Старики спят. Лунный свет падает на кувшин (глечик).

5 января. — Готовлюсь к экзаменам, читаю искаженную историю и... вдруг на какой-нибудь странице встряхнусь ужасной завистью: какая жизнь бьется вокруг, сколько людей сейчас по такой погоде на ветряных дорогах, сколько удивительных книг не прочитано мною и сколько удивительного уже пролетело мимо меня. Все бунтует во мне: идиот! жизнь так уходит, а я?*

26 января. — Сегодня день Индии. Опять поют «Песню любви в лунную ночь». Вспоминается зима 55 года, фильм «Бродяга» с Раджем Капуром и Наргис, фотографии артистов в газете «Советское искусство», я день и ночь распевал «Авара я (бродяга)» и кривлялся, и воображал, что я так же буду талантлив, как Радж Капур. Индия затмила мне все. Я хотел в страну чудес. Я был один, и только искусство согревало меня. Я работал на заводе «Сибсельмаш» зуборезчиком и пел у станка то голосом Раджа, то голосом его жены Наргис. Жаль, не вел дневничка. По-прежнему хочу в Индию.**

28 января. — Читаю «Юнкеров» Куприна. Вот и не Бунин, а какой славный широкий писатель. Я всем завидую: вот жили! вот какие были! а я что? кисну в болоте.

29 января. Ейск. — Ах, если бы я был человеком вольной профессии! Поехал бы в Барабинск, Северное, в Колывань, чтобы только взглянуть, наполниться тамошним воздухом.*** В апреле смотаться бы дня на два в Анапу, море видел всего один раз.
Сижу у печки, грею ноги.
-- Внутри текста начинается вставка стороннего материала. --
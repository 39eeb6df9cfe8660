/// Health, readiness and liveness checks
use crate::repository::ChirpRepository;
use actix_web::{web, HttpResponse};
use chrono::Utc;
use serde::Serialize;
use std::collections::HashMap;
use std::sync::Arc;
use std::time::Instant;

pub struct HealthState {
    repo: Arc<dyn ChirpRepository>,
    storage: &'static str,
}

impl HealthState {
    pub fn new(repo: Arc<dyn ChirpRepository>, storage: &'static str) -> Self {
        Self { repo, storage }
    }
}

#[derive(Serialize, Clone)]
#[serde(rename_all = "lowercase")]
enum ComponentStatus {
    Healthy,
    Unhealthy,
}

#[derive(Serialize)]
struct ComponentCheck {
    status: ComponentStatus,
    message: String,
    latency_ms: u64,
}

#[derive(Serialize)]
struct ReadinessResponse {
    ready: bool,
    status: ComponentStatus,
    checks: HashMap<String, ComponentCheck>,
    timestamp: String,
}

/// GET /api/v1/health
pub async fn health_summary(state: web::Data<HealthState>) -> HttpResponse {
    match state.repo.health_check().await {
        Ok(()) => HttpResponse::Ok().json(serde_json::json!({
            "status": "ok",
            "service": "chirp-service",
            "storage": state.storage,
            "version": env!("CARGO_PKG_VERSION")
        })),
        Err(e) => HttpResponse::ServiceUnavailable().json(serde_json::json!({
            "status": "unhealthy",
            "error": e.to_string(),
            "service": "chirp-service"
        })),
    }
}

/// GET /api/v1/health/ready
pub async fn readiness(state: web::Data<HealthState>) -> HttpResponse {
    let start = Instant::now();
    let result = state.repo.health_check().await;
    let latency_ms = start.elapsed().as_millis() as u64;

    let ready = result.is_ok();
    let check = match result {
        Ok(()) => ComponentCheck {
            status: ComponentStatus::Healthy,
            message: format!("{} storage reachable", state.storage),
            latency_ms,
        },
        Err(e) => ComponentCheck {
            status: ComponentStatus::Unhealthy,
            message: format!("{} storage check failed: {}", state.storage, e),
            latency_ms,
        },
    };

    let mut checks = HashMap::new();
    checks.insert("storage".to_string(), check);

    let response = ReadinessResponse {
        ready,
        status: if ready {
            ComponentStatus::Healthy
        } else {
            ComponentStatus::Unhealthy
        },
        checks,
        timestamp: Utc::now().to_rfc3339(),
    };

    if ready {
        HttpResponse::Ok().json(response)
    } else {
        HttpResponse::ServiceUnavailable().json(response)
    }
}

/// GET /api/v1/health/live
pub async fn liveness() -> HttpResponse {
    HttpResponse::Ok().json(serde_json::json!({"alive": true}))
}
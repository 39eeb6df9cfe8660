use actix_cors::Cors;
use actix_web::{App, HttpServer};
use chirp_service::config::StorageBackend;
use chirp_service::repository::{ChirpRepository, InMemoryChirpRepository, PgChirpRepository};
use chirp_service::AppState;
use db_pool::{create_pool, DbConfig};
use std::io;
use std::sync::Arc;
use tracing_subscriber::{layer::SubscriberExt, util::SubscriberInitExt};

fn init_tracing() {
    let filter = tracing_subscriber::EnvFilter::try_from_default_env()
        .unwrap_or_else(|_| "info,actix_web=info,sqlx=warn".into());
    let registry = tracing_subscriber::registry().with(filter);

    if std::env::var("LOG_FORMAT").map(|v| v == "json").unwrap_or(false) {
        registry.with(tracing_subscriber::fmt::layer().json()).init();
    } else {
        registry.with(tracing_subscriber::fmt::layer()).init();
    }
}

async fn healthcheck() -> io::Result<()> {
    let port = std::env::var("CHIRP_PORT").unwrap_or_else(|_| "8090".to_string());
    let url = format!("http://127.0.0.1:{}/api/v1/health", port);
    match reqwest::Client::new().get(&url).send().await {
        Ok(resp) if resp.status().is_success() => Ok(()),
        Ok(resp) => {
            eprintln!("healthcheck HTTP status: {}", resp.status());
            Err(io::Error::new(io::ErrorKind::Other, "healthcheck failed"))
        }
        Err(e) => {
            eprintln!("healthcheck HTTP error: {}", e);
            Err(io::Error::new(io::ErrorKind::Other, "healthcheck error"))
        }
    }
}

async fn open_repository(
    backend: StorageBackend,
    run_migrations: bool,
) -> anyhow::Result<Arc<dyn ChirpRepository>> {
    match backend {
        StorageBackend::Memory => {
            tracing::warn!("Using in-memory storage; data is lost on restart");
            Ok(Arc::new(InMemoryChirpRepository::new()))
        }
        StorageBackend::Postgres => {
            let db_cfg = DbConfig::from_env("chirp-service");
            db_cfg.log_config();
            let pool = create_pool(db_cfg).await?;

            if run_migrations {
                sqlx::migrate!("./migrations").run(&pool).await?;
                tracing::info!("Database migrations applied");
            }
            Ok(Arc::new(PgChirpRepository::new(pool)))
        }
    }
}

/// Chirp Service
///
/// # Routes
///
/// - `/api/v1/cheeps/*` - public timeline, posting, cheep detail and comments
/// - `/api/v1/timeline` - the viewer's private timeline
/// - `/api/v1/authors/*` - registration, profiles, follow graph
/// - `/api/v1/me/*` - own profile, image, data export, forget me
/// - `/api/v1/health*`, `/metrics`
#[actix_web::main]
async fn main() -> io::Result<()> {
    // Container healthcheck: `chirp-service healthcheck`
    if std::env::args().nth(1).as_deref() == Some("healthcheck") {
        return healthcheck().await;
    }

    let _ = dotenvy::dotenv();
    init_tracing();

    let config = match chirp_service::Config::from_env() {
        Ok(cfg) => cfg,
        Err(e) => {
            tracing::error!("Configuration loading failed: {:#}", e);
            eprintln!("ERROR: Failed to load configuration: {}", e);
            std::process::exit(1);
        }
    };

    tracing::info!("Starting chirp-service v{}", env!("CARGO_PKG_VERSION"));
    tracing::info!(env = %config.app.env, storage = ?config.storage.backend, "Configuration loaded");

    let repo = open_repository(config.storage.backend, config.storage.run_migrations)
        .await
        .map_err(|e| {
            tracing::error!("Storage initialization failed: {:#}", e);
            io::Error::new(io::ErrorKind::Other, format!("storage init failed: {e}"))
        })?;

    let storage_name = match config.storage.backend {
        StorageBackend::Postgres => "postgres",
        StorageBackend::Memory => "memory",
    };
    let state = AppState::new(
        repo,
        storage_name,
        config.timeline.page_size,
        &config.auth.jwt_secret,
    );

    let bind_address = format!("{}:{}", config.app.host, config.app.port);
    tracing::info!("HTTP server listening on {}", bind_address);

    let allowed_origins = config.cors.allowed_origins.clone();
    HttpServer::new(move || {
        let mut cors = Cors::default();
        for origin in allowed_origins.split(',') {
            let origin = origin.trim();
            if origin == "*" {
                cors = cors.allow_any_origin();
            } else if !origin.is_empty() {
                cors = cors.allowed_origin(origin);
            }
        }
        cors = cors.allow_any_method().allow_any_header().max_age(3600);

        let state = state.clone();
        App::new()
            .wrap(cors)
            .wrap(tracing_actix_web::TracingLogger::default())
            .configure(|cfg| state.configure(cfg))
    })
    .bind(&bind_address)?
    .shutdown_timeout(30)
    .run()
    .await?;

    tracing::info!("chirp-service shut down");
    Ok(())
}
На дворе мороз. Что-то разговорились, куда нам ехать, обсуждали разные места, советы давали — дескать, поближе к своим, а мне мерещились другие дальние места, вроде Дона, Тарусы, Орловщины, ну и Сибири!

Июль
Не думал, не гадал, что буду так переживать смерть Э. Хемингуэя. Впервые в Сочи, и вместо того, чтобы идти с утра купаться, бегаю на морской вокзал к киоску караулить свежие номера «Юманите». Там посвящены Хемингуэю целые полосы. Еще посчастливилось купить «Леттр франсэз», литературное приложение. Он покончил с собой, но его вдова Мэри утверждала, что этого быть не могло. На кладбище в Кетчуме его похоронили без пышной церемонии в кругу родственников и старых друзей. «Мадам Мэри» Хемингуэй, вдова автора «По ком звонит колокол», долго оставалась у края могилы» — так я перевел с французского. У. Фолкнер сказал: «Он один из самых смелых, самых лучших, самых принципиальных, самых строгих мастеров, непоколебимый в преданности своему искусству». Мир стал тут же гадать о неизданных произведениях покойного. А я вспомнил, где что я читал: например, разруганный критикой его роман «За рекой в тени деревьев» я ходил читать в Дом политпросвещения, это было недавно, и я умирал от счастья, когда мне давали следующий номер журнала «Москва». Не знаю прямо, что и делать, — все дни заполнены скорбью по Хемингуэю. Такое же несчастье томило меня, когда похитили и потом убили Патриса Лумумбу в Конго.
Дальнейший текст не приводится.